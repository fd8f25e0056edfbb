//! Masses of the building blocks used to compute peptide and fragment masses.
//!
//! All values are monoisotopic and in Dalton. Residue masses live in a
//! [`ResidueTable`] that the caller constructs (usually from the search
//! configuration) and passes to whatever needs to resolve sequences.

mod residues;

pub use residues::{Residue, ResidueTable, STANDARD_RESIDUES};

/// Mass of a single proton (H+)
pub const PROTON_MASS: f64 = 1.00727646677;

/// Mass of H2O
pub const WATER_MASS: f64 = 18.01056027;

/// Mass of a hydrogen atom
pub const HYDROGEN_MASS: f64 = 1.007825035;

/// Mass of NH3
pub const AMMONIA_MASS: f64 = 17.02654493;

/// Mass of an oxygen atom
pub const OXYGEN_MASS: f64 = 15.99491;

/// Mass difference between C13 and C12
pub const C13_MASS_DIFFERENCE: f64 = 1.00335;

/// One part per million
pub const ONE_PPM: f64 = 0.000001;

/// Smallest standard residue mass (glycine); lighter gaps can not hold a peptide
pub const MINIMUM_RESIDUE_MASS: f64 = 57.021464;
┄┄┄┄┄┄
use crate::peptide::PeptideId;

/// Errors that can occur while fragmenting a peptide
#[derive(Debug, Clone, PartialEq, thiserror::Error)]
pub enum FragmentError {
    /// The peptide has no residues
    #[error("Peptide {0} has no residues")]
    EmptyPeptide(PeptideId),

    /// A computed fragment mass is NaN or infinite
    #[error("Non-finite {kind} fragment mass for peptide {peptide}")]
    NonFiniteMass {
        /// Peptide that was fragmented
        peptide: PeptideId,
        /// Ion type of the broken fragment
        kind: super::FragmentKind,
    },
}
┄┄┄┄┄┄
## WHAT IS REQUIRED
Write out exactly the lines above from the line with "pub const OXYGEN_MASS: f64 = 15.99491;" through the line with "hold a peptide", both of them included, and leave out all other lines.

## ANSWER FOR THIS EXERCISE
pub const OXYGEN_MASS: f64 = 15.99491;

/// Mass difference between C13 and C12
pub const C13_MASS_DIFFERENCE: f64 = 1.00335;

/// One part per million
pub const ONE_PPM: f64 = 0.000001;

/// Smallest standard residue mass (glycine); lighter gaps can not hold a peptide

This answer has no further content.